After leaving his mother’s home on the heels of a violent attack by his former-stepfather, Ardo came to Buffalo in 2007 to start a new life as student at University at Buffalo. For years, very few people realized that while other students were looking forward to spring break, Ardo’s only destination was the streets of the city, and sometimes, if he was lucky, the couch of a good friend.

 

The specter of homelessness isn’t always easy to see. Yes, there are the broken men and women of the city who might ask for change, or simply eye you glumly as they sip a panhandled coffee and cough from some unknown and uninsured disease.

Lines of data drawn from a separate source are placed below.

//! Variable-length integers.
//!
//! Every `int`, `long` and length prefix is a zig-zag mapped value written
//! as unsigned LEB128: seven data bits per byte, least significant group
//! first, with the high bit set on every byte except the last.
//!
//! ```text
//!   i64 ──zigzag──► u64 ──LEB128──► 1..=10 bytes
//!
//!   300 (u64)  =  0b10_0101100
//!                   ───┬──  ───┬───
//!                      │       └─► 0xAC  (0x2C | continuation)
//!                      └─────────► 0x02
//! ```

use crate::error::WireError;

/// Longest encoding of a `u64`: ⌈64 / 7⌉ bytes.
pub const MAX_VARINT_BYTES: usize = 10;

const DATA_BITS: u64 = 0x7F;
const CONTINUATION: u8 = 0x80;

/// Write `value` as unsigned LEB128 into the front of `buf`.
///
/// Returns the number of bytes written (1–10).
///
/// # Panics
///
/// Panics if `buf` is too short for the encoding. A [`MAX_VARINT_BYTES`]
/// buffer always suffices.
#[allow(clippy::cast_possible_truncation)]
pub fn encode_varint(mut value: u64, buf: &mut [u8]) -> usize {
    let mut written = 0;
    while value > DATA_BITS {
        buf[written] = (value & DATA_BITS) as u8 | CONTINUATION;
        value >>= 7;
        written += 1;
    }
    buf[written] = value as u8;
    written + 1
}

/// Read one unsigned LEB128 value from the front of `buf`.
///
/// Returns `(value, bytes_consumed)`. Bytes after the terminating byte are
/// ignored.
///
/// # Errors
///
/// - [`WireError::VarintTooLong`] if the first [`MAX_VARINT_BYTES`] bytes
///   all carry the continuation bit, or the tenth byte holds bits beyond
///   the 64th.
/// - [`WireError::UnexpectedEof`] if `buf` ends before a terminating byte.
pub fn decode_varint(buf: &[u8]) -> Result<(u64, usize), WireError> {
    let mut value = 0u64;

    for (idx, &byte) in buf.iter().take(MAX_VARINT_BYTES).enumerate() {
        // only the lowest bit of the tenth byte lands inside a u64
        if idx == MAX_VARINT_BYTES - 1 && byte > 1 {
            return Err(WireError::VarintTooLong);
        }
        value |= (u64::from(byte) & DATA_BITS) << (7 * idx);
        if byte & CONTINUATION == 0 {
            return Ok((value, idx + 1));
        }
    }

    if buf.len() >= MAX_VARINT_BYTES {
        Err(WireError::VarintTooLong)
    } else {
        Err(WireError::UnexpectedEof { offset: buf.len() })
    }
}

/// Map a signed value onto the unsigned varint domain.
///
/// Small magnitudes of either sign stay small:
///
/// ```text
///    0 → 0     -1 → 1     1 → 2     -2 → 3     2 → 4 ...
/// ```
#[must_use]
#[allow(clippy::cast_sign_loss)]
pub fn zigzag_encode(value: i64) -> u64 {
    ((value << 1) ^ (value >> 63)) as u64
}

/// Inverse of [`zigzag_encode`].
#[must_use]
#[allow(clippy::cast_possible_wrap)]
pub fn zigzag_decode(value: u64) -> i64 {
    ((value >> 1) as i64) ^ -((value & 1) as i64)
}

/// Encode a signed `long` (zig-zag + LEB128) into `buf`.
///
/// This is the encoding used for every length prefix in the format.
///
/// | Value | Encoded bytes  |
/// |-------|----------------|
/// | 0     | `[0x00]`       |
/// | -1    | `[0x01]`       |
/// | 1     | `[0x02]`       |
/// | -64   | `[0x7F]`       |
/// | 64    | `[0x80, 0x01]` |
///
/// # Panics
///
/// Panics if `buf` is shorter than the required encoding length.
pub fn encode_long(value: i64, buf: &mut [u8]) -> usize {
    encode_varint(zigzag_encode(value), buf)
}

/// Decode a signed `long` (zig-zag + LEB128) from `buf`.
///
/// # Errors
///
/// Same as [`decode_varint`].
pub fn decode_long(buf: &[u8]) -> Result<(i64, usize), WireError> {
    let (raw, consumed) = decode_varint(buf)?;
    Ok((zigzag_decode(raw), consumed))
}
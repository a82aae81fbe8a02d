#![warn(clippy::pedantic)]

pub mod bounded;
pub mod config;
pub mod decoder;
pub mod error;
pub mod pool;

pub use bounded::read_exact;
pub use config::{BufferTier, DecoderConfig, INLINE_STRING_CAPACITY};
pub use decoder::BinaryDecoder;
pub use error::DecodeError;
pub use pool::{ScratchBuf, ScratchPool};
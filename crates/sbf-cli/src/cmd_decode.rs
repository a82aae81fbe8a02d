/// Implementation of `sbf decode`.
///
/// Reads a file into memory, then decodes values from it in the order
/// given by `--types`, printing one line per value. With `--repeat` the
/// type list is applied again and again until the file is exhausted, which
/// suits files holding a run of same-shaped records.
///
/// # Output formats
///
/// ```text
/// ┌───────┬───────────────────────────────────────────────────────────────┐
/// │ Mode  │ Line                                                          │
/// ├───────┼───────────────────────────────────────────────────────────────┤
/// │ text  │    0 @0      string   "hello"                   (default)     │
/// │ json  │ {"index":0,"offset":0,"type":"string","value":"hello"}        │
/// └───────┴───────────────────────────────────────────────────────────────┘
/// ```
///
/// `bytes` and `fixed` values print as lowercase hex. Non-finite floats
/// have no JSON number form, so `--json` emits them as strings
/// (`"NaN"`, `"inf"`, `"-inf"`).
use std::fmt;
use std::fs;
use std::io::{self, Write as _};

use anyhow::{Context, Result, anyhow, bail};
use sbf_decoder::{BinaryDecoder, DecodeError, DecoderConfig};
use sbf_types::FixedSchema;
use serde::Serialize;
use serde_json::Value;

use crate::DecodeArgs;

/// One entry of the `--types` list.
#[derive(Clone, Debug, PartialEq, Eq)]
enum ValueType {
    Null,
    Boolean,
    Int,
    Long,
    Float,
    Double,
    String,
    Bytes,
    Fixed(FixedSchema),
}

impl fmt::Display for ValueType {
    fn fmt(&self, f: &mut fmt::Formatter<'_>) -> fmt::Result {
        match self {
            Self::Null => f.write_str("null"),
            Self::Boolean => f.write_str("boolean"),
            Self::Int => f.write_str("int"),
            Self::Long => f.write_str("long"),
            Self::Float => f.write_str("float"),
            Self::Double => f.write_str("double"),
            Self::String => f.write_str("string"),
            Self::Bytes => f.write_str("bytes"),
            Self::Fixed(schema) => write!(f, "fixed:{}", schema.size),
        }
    }
}

/// A decoded value, ready for either output format.
#[derive(Debug, PartialEq)]
enum Decoded {
    Null,
    Boolean(bool),
    Int(i32),
    Long(i64),
    Float(f32),
    Double(f64),
    String(String),
    Bytes(Vec<u8>),
}

impl Decoded {
    fn to_json(&self) -> Value {
        match self {
            Self::Null => Value::Null,
            Self::Boolean(b) => Value::Bool(*b),
            Self::Int(v) => Value::from(*v),
            Self::Long(v) => Value::from(*v),
            Self::Float(v) => float_json(f64::from(*v), v.to_string()),
            Self::Double(v) => float_json(*v, v.to_string()),
            Self::String(s) => Value::String(s.clone()),
            Self::Bytes(b) => Value::String(hex::encode(b)),
        }
    }
}

impl fmt::Display for Decoded {
    fn fmt(&self, f: &mut fmt::Formatter<'_>) -> fmt::Result {
        match self {
            Self::Null => f.write_str("null"),
            Self::Boolean(b) => write!(f, "{b}"),
            Self::Int(v) => write!(f, "{v}"),
            Self::Long(v) => write!(f, "{v}"),
            Self::Float(v) => write!(f, "{v}"),
            Self::Double(v) => write!(f, "{v}"),
            Self::String(s) => write!(f, "{s:?}"),
            Self::Bytes(b) => f.write_str(&hex::encode(b)),
        }
    }
}

fn float_json(v: f64, fallback: String) -> Value {
    serde_json::Number::from_f64(v).map_or(Value::String(fallback), Value::Number)
}

#[derive(Serialize)]
struct JsonLine<'a> {
    index: usize,
    offset: usize,
    #[serde(rename = "type")]
    kind: String,
    value: &'a Value,
}

/// Run the `sbf decode` command.
///
/// # Errors
///
/// Returns an error if the file cannot be read, the type list is invalid,
/// any value fails to decode, or stdout cannot be written. Values decoded
/// before the failure have already been printed.
pub fn run(args: &DecodeArgs) -> Result<()> {
    let types = parse_types(&args.types)?;

    let mut config = DecoderConfig::default();
    if let Some(max_length) = args.max_length {
        config = config.with_max_length(max_length);
    }
    if let Some(threshold) = args.pooled_threshold {
        config = config.with_pooled_threshold(threshold);
    }

    let bytes =
        fs::read(&args.file).with_context(|| format!("cannot read {}", args.file.display()))?;
    let total = bytes.len();
    let mut decoder = BinaryDecoder::with_config(bytes.as_slice(), config);

    let stdout = io::stdout();
    let mut out = stdout.lock();
    let mut index = 0;

    loop {
        let cycle_start = decoder.get_ref().len();
        if args.repeat && cycle_start == 0 {
            break;
        }

        for ty in &types {
            let offset = total - decoder.get_ref().len();
            let value = decode_one(&mut decoder, ty)
                .with_context(|| format!("value {index} ({ty}) at offset {offset}"))?;

            if args.json {
                let line = JsonLine {
                    index,
                    offset,
                    kind: ty.to_string(),
                    value: &value.to_json(),
                };
                serde_json::to_writer(&mut out, &line).context("cannot write to stdout")?;
                writeln!(out).context("cannot write to stdout")?;
            } else {
                writeln!(out, "{index:>4} @{offset:<6} {:<8} {value}", ty.to_string())
                    .context("cannot write to stdout")?;
            }
            index += 1;
        }

        if !args.repeat {
            break;
        }
        if decoder.get_ref().len() == cycle_start {
            bail!("type list {:?} consumes no bytes; --repeat would never finish", args.types);
        }
    }

    let remaining = decoder.get_ref().len();
    if remaining > 0 {
        tracing::warn!(remaining, "trailing bytes left undecoded");
    }

    Ok(())
}

fn decode_one(decoder: &mut BinaryDecoder<&[u8]>, ty: &ValueType) -> Result<Decoded, DecodeError> {
    Ok(match ty {
        ValueType::Null => {
            decoder.read_null()?;
            Decoded::Null
        }
        ValueType::Boolean => Decoded::Boolean(decoder.read_boolean()?),
        ValueType::Int => Decoded::Int(decoder.read_int()?),
        ValueType::Long => Decoded::Long(decoder.read_long()?),
        ValueType::Float => Decoded::Float(decoder.read_f32()?),
        ValueType::Double => Decoded::Double(decoder.read_f64()?),
        ValueType::String => Decoded::String(decoder.read_string()?),
        ValueType::Bytes => Decoded::Bytes(decoder.read_bytes()?),
        ValueType::Fixed(schema) => Decoded::Bytes(decoder.read_fixed(schema)?.into_content()),
    })
}

// ── Flag parsers ──────────────────────────────────────────────────────────────

/// Parses the comma-separated `--types` string.
///
/// # Errors
///
/// Returns an error if any token is not a recognised type, a `fixed` size
/// is not a number, or the list is empty.
fn parse_types(s: &str) -> Result<Vec<ValueType>> {
    let types = s
        .split(',')
        .map(str::trim)
        .filter(|t| !t.is_empty())
        .map(parse_type)
        .collect::<Result<Vec<_>>>()?;

    if types.is_empty() {
        bail!("--types must name at least one value type");
    }
    Ok(types)
}

fn parse_type(token: &str) -> Result<ValueType> {
    if let Some(size) = token.strip_prefix("fixed:") {
        let size: usize = size
            .parse()
            .with_context(|| format!("invalid fixed size in {token:?}"))?;
        return Ok(ValueType::Fixed(FixedSchema::new(format!("fixed{size}"), size)));
    }

    match token.to_lowercase().as_str() {
        "null" => Ok(ValueType::Null),
        "boolean" | "bool" => Ok(ValueType::Boolean),
        "int" => Ok(ValueType::Int),
        "long" => Ok(ValueType::Long),
        "float" => Ok(ValueType::Float),
        "double" => Ok(ValueType::Double),
        "string" => Ok(ValueType::String),
        "bytes" => Ok(ValueType::Bytes),
        _ => Err(anyhow!(
            "unknown value type {token:?}; expected null|boolean|int|long|float|double|string|bytes|fixed:<size>"
        )),
    }
}

#[cfg(test)]
mod tests {
    use super::*;

    #[test]
    fn parses_type_list() {
        let types = parse_types("long, string,fixed:16 ,double").unwrap();
        assert_eq!(types.len(), 4);
        assert_eq!(types[0], ValueType::Long);
        assert_eq!(types[1], ValueType::String);
        assert!(matches!(&types[2], ValueType::Fixed(s) if s.size == 16));
        assert_eq!(types[3].to_string(), "double");
    }

    #[test]
    fn rejects_unknown_and_empty() {
        assert!(parse_types("long,uuid").is_err());
        assert!(parse_types("fixed:abc").is_err());
        assert!(parse_types(" , ").is_err());
    }

    #[test]
    fn decodes_each_type() {
        let bytes = [
            0x01, // boolean true
            0x54, // long 42
            0x00, 0x00, 0xC0, 0x7F, // f32 NaN
            0x04, 0xAB, 0xCD, // bytes [ab cd]
            0x02, b'o', b'k', // fixed:3
        ];
        let mut decoder = BinaryDecoder::new(&bytes[..]);

        assert_eq!(
            decode_one(&mut decoder, &ValueType::Boolean).unwrap(),
            Decoded::Boolean(true)
        );
        assert_eq!(
            decode_one(&mut decoder, &ValueType::Long).unwrap(),
            Decoded::Long(42)
        );

        let nan = decode_one(&mut decoder, &ValueType::Float).unwrap();
        assert_eq!(nan.to_json(), Value::String("NaN".into()));

        let raw = decode_one(&mut decoder, &ValueType::Bytes).unwrap();
        assert_eq!(raw.to_string(), "abcd");

        let fixed = parse_type("fixed:3").unwrap();
        assert_eq!(
            decode_one(&mut decoder, &fixed).unwrap(),
            Decoded::Bytes(vec![0x02, b'o', b'k'])
        );
    }

    #[test]
    fn json_line_shape() {
        let value = Decoded::String("hi".into()).to_json();
        let line = JsonLine {
            index: 3,
            offset: 17,
            kind: "string".into(),
            value: &value,
        };
        assert_eq!(
            serde_json::to_string(&line).unwrap(),
            r#"{"index":3,"offset":17,"type":"string","value":"hi"}"#
        );
    }
}
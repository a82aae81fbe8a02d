#![no_main]

use libfuzzer_sys::fuzz_target;
use sbf_decoder::BinaryDecoder;
use sbf_wire::varint::{encode_long, MAX_VARINT_BYTES};

// Fuzz target: zig-zag long encode -> stream decode roundtrip.
//
// Takes 8 bytes of fuzz input as an i64, encodes it, then reads it back
// through BinaryDecoder and asserts the value and the bytes consumed.
fuzz_target!(|data: &[u8]| {
    if data.len() < 8 {
        return;
    }
    let value = i64::from_le_bytes(data[..8].try_into().unwrap());

    let mut buf = [0u8; MAX_VARINT_BYTES];
    let encoded_len = encode_long(value, &mut buf);

    let mut stream = buf[..encoded_len].to_vec();
    stream.push(0xEE);

    let mut decoder = BinaryDecoder::new(stream.as_slice());
    assert_eq!(decoder.read_long().unwrap(), value);
    assert_eq!(decoder.into_inner(), &[0xEE]);
});
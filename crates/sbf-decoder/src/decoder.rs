use std::io::Read;
use std::sync::Arc;

use sbf_types::{FixedSchema, FixedValue};
use sbf_wire::WireError;
use sbf_wire::float::{DOUBLE_SIZE, FLOAT_SIZE, f32_from_wire, f64_from_wire};
use sbf_wire::varint::{MAX_VARINT_BYTES, decode_long};

use crate::bounded::{read_exact, read_vec, rebase_end_of_stream};
use crate::config::{BufferTier, DecoderConfig, INLINE_STRING_CAPACITY};
use crate::error::DecodeError;
use crate::pool::ScratchPool;

/// Largest scratch loan used while skipping a value.
const SKIP_CHUNK: usize = 4096;

/// Blocking decoder for primitive values on a byte stream.
///
/// A `BinaryDecoder` owns (or mutably borrows, via `&mut R`) one source
/// and reads values from it strictly in stream order. Each call consumes
/// exactly the bytes of the value it decodes, never more, so calls can be
/// interleaved freely with other readers of the same stream.
///
/// ```text
/// ┌─────────┬──────────────────────────────────────────────────┐
/// │ Method  │ Bytes consumed                                   │
/// ├─────────┼──────────────────────────────────────────────────┤
/// │ boolean │ 1                                                │
/// │ int     │ 1–10 (zig-zag varint, must fit in i32)           │
/// │ long    │ 1–10 (zig-zag varint)                            │
/// │ f32     │ 4, little-endian IEEE-754                        │
/// │ f64     │ 8, little-endian IEEE-754                        │
/// │ string  │ long length L, then L bytes of UTF-8             │
/// │ bytes   │ long length L, then L raw bytes                  │
/// │ fixed   │ schema.size raw bytes                            │
/// └─────────┴──────────────────────────────────────────────────┘
/// ```
///
/// All methods take `&mut self`, so a decoder cannot be used from two
/// threads at once. The only thing decoders share is their
/// [`ScratchPool`], which is thread-safe.
///
/// # Example
///
/// ```rust
/// use sbf_decoder::BinaryDecoder;
///
/// // length 5 (zig-zag 10), "hello", then 1.0f32
/// let bytes = [0x0A, b'h', b'e', b'l', b'l', b'o', 0x00, 0x00, 0x80, 0x3F];
/// let mut decoder = BinaryDecoder::new(&bytes[..]);
///
/// assert_eq!(decoder.read_string().unwrap(), "hello");
/// assert_eq!(decoder.read_f32().unwrap(), 1.0);
/// ```
pub struct BinaryDecoder<R> {
    reader: R,
    config: DecoderConfig,
    pool: Arc<ScratchPool>,
}

impl<R: Read> BinaryDecoder<R> {
    /// Create a decoder with the default configuration and the shared pool.
    pub fn new(reader: R) -> Self {
        Self::with_config(reader, DecoderConfig::default())
    }

    pub fn with_config(reader: R, config: DecoderConfig) -> Self {
        Self::with_pool(reader, config, ScratchPool::shared())
    }

    /// Create a decoder that borrows scratch buffers from `pool` instead of
    /// the process-wide one.
    ///
    /// A `pooled_threshold` above the pool's
    /// [`max_buffer_len`](ScratchPool::max_buffer_len) is lowered to it.
    /// Loans bigger than that would be freed on return instead of reused.
    pub fn with_pool(reader: R, mut config: DecoderConfig, pool: Arc<ScratchPool>) -> Self {
        let retained = pool.max_buffer_len();
        if config.pooled_threshold > retained {
            tracing::warn!(
                requested = config.pooled_threshold,
                retained,
                "pooled threshold exceeds scratch pool retention, clamping"
            );
            config.pooled_threshold = retained;
        }

        Self {
            reader,
            config,
            pool,
        }
    }

    #[must_use]
    pub fn config(&self) -> &DecoderConfig {
        &self.config
    }

    pub fn get_ref(&self) -> &R {
        &self.reader
    }

    pub fn get_mut(&mut self) -> &mut R {
        &mut self.reader
    }

    pub fn into_inner(self) -> R {
        self.reader
    }

    /// `null` has no bytes on the wire.
    ///
    /// # Errors
    ///
    /// Never fails; the `Result` keeps the signature uniform.
    pub fn read_null(&mut self) -> Result<(), DecodeError> {
        Ok(())
    }

    /// Read a single-byte boolean.
    ///
    /// # Errors
    ///
    /// - [`DecodeError::InvalidBoolean`] for any byte other than 0 or 1.
    /// - [`DecodeError::EndOfStream`] if the source is exhausted.
    pub fn read_boolean(&mut self) -> Result<bool, DecodeError> {
        let mut byte = [0u8; 1];
        read_exact(&mut self.reader, &mut byte)?;
        match byte[0] {
            0 => Ok(false),
            1 => Ok(true),
            value => Err(DecodeError::InvalidBoolean { value }),
        }
    }

    /// Read a zig-zag varint `int`.
    ///
    /// # Errors
    ///
    /// [`DecodeError::IntOutOfRange`] if the value needs more than 32 bits,
    /// plus everything [`read_long`](Self::read_long) can return.
    pub fn read_int(&mut self) -> Result<i32, DecodeError> {
        let value = self.read_long()?;
        i32::try_from(value).map_err(|_| DecodeError::IntOutOfRange { value })
    }

    /// Read a zig-zag varint `long`.
    ///
    /// The varint is pulled from the source one byte at a time so nothing
    /// past its final byte is consumed.
    ///
    /// # Errors
    ///
    /// - [`DecodeError::Wire`] wrapping [`WireError::VarintTooLong`] if ten
    ///   bytes pass without a terminating byte, or the tenth overflows 64 bits.
    /// - [`DecodeError::EndOfStream`] if the source ends mid-varint.
    pub fn read_long(&mut self) -> Result<i64, DecodeError> {
        let mut varint_buf = [0u8; MAX_VARINT_BYTES];
        let mut len = 0;

        loop {
            let mut byte = [0u8; 1];
            read_exact(&mut self.reader, &mut byte)?;
            varint_buf[len] = byte[0];
            len += 1;

            // MSB clear means this is the last byte
            if byte[0] & 0x80 == 0 {
                break;
            }

            if len >= MAX_VARINT_BYTES {
                return Err(WireError::VarintTooLong.into());
            }
        }

        let (value, _) = decode_long(&varint_buf[..len])?;
        Ok(value)
    }

    /// Read a 4-byte little-endian IEEE-754 `float`.
    ///
    /// The bits are reinterpreted as-is, so NaN payloads and infinities
    /// survive unchanged.
    ///
    /// # Errors
    ///
    /// [`DecodeError::EndOfStream`] if fewer than 4 bytes remain.
    pub fn read_f32(&mut self) -> Result<f32, DecodeError> {
        let mut bytes = [0u8; FLOAT_SIZE];
        read_exact(&mut self.reader, &mut bytes)?;
        Ok(f32_from_wire(bytes))
    }

    /// Read an 8-byte little-endian IEEE-754 `double`.
    ///
    /// # Errors
    ///
    /// [`DecodeError::EndOfStream`] if fewer than 8 bytes remain.
    pub fn read_f64(&mut self) -> Result<f64, DecodeError> {
        let mut bytes = [0u8; DOUBLE_SIZE];
        read_exact(&mut self.reader, &mut bytes)?;
        Ok(f64_from_wire(bytes))
    }

    /// Read and validate a string/bytes length prefix.
    ///
    /// Only the prefix itself is consumed, including when it is rejected.
    ///
    /// # Errors
    ///
    /// - [`DecodeError::NegativeLength`] if the prefix is below zero.
    /// - [`DecodeError::UnsupportedLength`] if it exceeds
    ///   [`DecoderConfig::max_length`].
    /// - Anything [`read_long`](Self::read_long) returns.
    pub fn read_length(&mut self) -> Result<usize, DecodeError> {
        let length = self.read_long()?;
        if length < 0 {
            tracing::debug!(length, "rejecting negative length prefix");
            return Err(DecodeError::NegativeLength { length });
        }

        let limit = self.config.max_length;
        let unsupported = || {
            tracing::debug!(length, limit, "rejecting oversized length prefix");
            DecodeError::UnsupportedLength { length, limit }
        };

        if length.unsigned_abs() > limit {
            return Err(unsupported());
        }
        usize::try_from(length).map_err(|_| unsupported())
    }

    /// Read a length-prefixed UTF-8 string.
    ///
    /// The body is buffered according to its declared length:
    ///
    /// ```text
    ///   L ≤ 256               stack array, copied into the result
    ///   L ≤ pooled_threshold  scratch pool loan, copied into the result
    ///   otherwise             own vector, becomes the result as-is
    /// ```
    ///
    /// A pool loan is back in the pool before this returns, whether it
    /// returns a string or an error.
    ///
    /// # Errors
    ///
    /// - Everything [`read_length`](Self::read_length) returns.
    /// - [`DecodeError::EndOfStream`] if the body is truncated. No partial
    ///   string is produced.
    /// - [`DecodeError::InvalidEncoding`] if the body is not UTF-8.
    pub fn read_string(&mut self) -> Result<String, DecodeError> {
        let len = self.read_length()?;
        let tier = self.config.tier_for(len);
        tracing::trace!(len, ?tier, "decoding string");

        match tier {
            BufferTier::Inline => {
                let mut buf = [0u8; INLINE_STRING_CAPACITY];
                let body = &mut buf[..len];
                read_exact(&mut self.reader, body)?;
                Ok(std::str::from_utf8(body)?.to_owned())
            }
            BufferTier::Pooled => {
                let mut scratch = self.pool.borrow(len);
                read_exact(&mut self.reader, &mut scratch)?;
                Ok(std::str::from_utf8(&scratch)?.to_owned())
            }
            BufferTier::Large => {
                let body = read_vec(&mut self.reader, len)?;
                String::from_utf8(body)
                    .map_err(|e| DecodeError::InvalidEncoding(e.utf8_error()))
            }
        }
    }

    /// Read a length-prefixed byte string.
    ///
    /// # Errors
    ///
    /// Everything [`read_length`](Self::read_length) returns, and
    /// [`DecodeError::EndOfStream`] if the body is truncated.
    pub fn read_bytes(&mut self) -> Result<Vec<u8>, DecodeError> {
        let len = self.read_length()?;
        read_vec(&mut self.reader, len)
    }

    /// Read a fixed value of `schema.size` bytes.
    ///
    /// # Errors
    ///
    /// [`DecodeError::EndOfStream`] if fewer than `schema.size` bytes remain.
    pub fn read_fixed(&mut self, schema: &FixedSchema) -> Result<FixedValue, DecodeError> {
        let mut value = FixedValue::new(schema.clone());
        read_exact(&mut self.reader, value.content_mut())?;
        Ok(value)
    }

    /// Read a fixed value into an existing [`FixedValue`], reusing its
    /// storage. The value's length (and so its schema) decides how many
    /// bytes are read.
    ///
    /// # Errors
    ///
    /// [`DecodeError::EndOfStream`] if the stream is too short. `value` is
    /// left unchanged in that case.
    pub fn read_fixed_into(&mut self, value: &mut FixedValue) -> Result<(), DecodeError> {
        let mut scratch = self.pool.borrow(value.len());
        read_exact(&mut self.reader, &mut scratch)?;
        value.set_content(&scratch)?;
        Ok(())
    }

    /// Skip a `float` without decoding it.
    ///
    /// # Errors
    ///
    /// [`DecodeError::EndOfStream`] if fewer than 4 bytes remain.
    pub fn skip_f32(&mut self) -> Result<(), DecodeError> {
        read_exact(&mut self.reader, &mut [0u8; FLOAT_SIZE])
    }

    /// Skip a `double` without decoding it.
    ///
    /// # Errors
    ///
    /// [`DecodeError::EndOfStream`] if fewer than 8 bytes remain.
    pub fn skip_f64(&mut self) -> Result<(), DecodeError> {
        read_exact(&mut self.reader, &mut [0u8; DOUBLE_SIZE])
    }

    /// Skip a string without allocating it or validating its UTF-8.
    ///
    /// # Errors
    ///
    /// Same length and truncation errors as [`read_string`](Self::read_string).
    pub fn skip_string(&mut self) -> Result<(), DecodeError> {
        let len = self.read_length()?;
        self.skip_exact(len)
    }

    /// Skip a length-prefixed byte string.
    ///
    /// # Errors
    ///
    /// Same as [`skip_string`](Self::skip_string).
    pub fn skip_bytes(&mut self) -> Result<(), DecodeError> {
        self.skip_string()
    }

    /// Skip a fixed value of `size` bytes.
    ///
    /// # Errors
    ///
    /// [`DecodeError::EndOfStream`] if fewer than `size` bytes remain.
    pub fn skip_fixed(&mut self, size: usize) -> Result<(), DecodeError> {
        self.skip_exact(size)
    }

    /// Consume and discard exactly `len` bytes through a bounded scratch loan.
    fn skip_exact(&mut self, len: usize) -> Result<(), DecodeError> {
        if len == 0 {
            return Ok(());
        }

        let mut scratch = self.pool.borrow(len.min(SKIP_CHUNK));
        let mut skipped = 0;
        while skipped < len {
            let step = (len - skipped).min(scratch.len());
            read_exact(&mut self.reader, &mut scratch[..step])
                .map_err(|e| rebase_end_of_stream(e, len, skipped))?;
            skipped += step;
        }
        Ok(())
    }
}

But for Ardo, who was homeless for seven years, he went through lengths to hide his situation.

 

“I was ashamed of my homelessness. I didn’t tell anyone. None of my teachers knew,” Ardo recalled as he spoke about his journey to becoming an artist. “I had so many talented friends… Just seeing the talent around me, I said, ‘I wish I could do that.’ (But) the reason I couldn’t focus was because I had so much on my plate.”

 

Yet, as Ardo looks to the future, he does not ignore his past. In an interview with 1120 Press, he chatted amiably about art and literature, sipping a beverage inside a Buffalo coffee shop that he said he could make last for four hours or more as he talked of his life as a homeless, gay artist and the cast of characters — good and bad — who have entered and passed through his life.

 

There were former friends and dead relatives. Abused women, rich tourists, retaliatory employers, and the list goes on. But some people stayed true — including Buffalo punk band On the Cinder, with whom he lived with for a few months and served as his introduction into the world of punk rock.

 

“When I started working in the punk scene, that’s how I realized this is what I wanted to do with my life,” he said.

 

Ardo described the month of April in 2014 when he was asked to design a flyer for a

punk rock show. Drawing from his education at UB, he created “Hobes,” a hobo carrying a six-pack to the next show. Other drawings followed as he met more and more bands and soon, Ardo’s “monsters” adorned posters, flyers and even the cover of a local alt-weekly in 2015.

 

These days, Ardo — who struggled with “no self-esteem” which eventually led him to methamphetamine — is stable and relatively happy. And while he is on temporary aid and using SNAP benefits to pay his meals, he’s also raising funds to further his artistic career by getting into a graduate program to earn his MFA.

 

So far, he’s raised $1,700. A GoFundMe has been set up to help ARDO with expenses, to which you can donate HERE.

 

“My classmates went on to land positions with agencies or in-house design departments while I had to deal with surviving day-to-day without even making ends meet,” Ardo wrote on his website.

 

But, he added, “I don’t see my life as a series of struggles, but rather as building blocks to help me grow stronger.”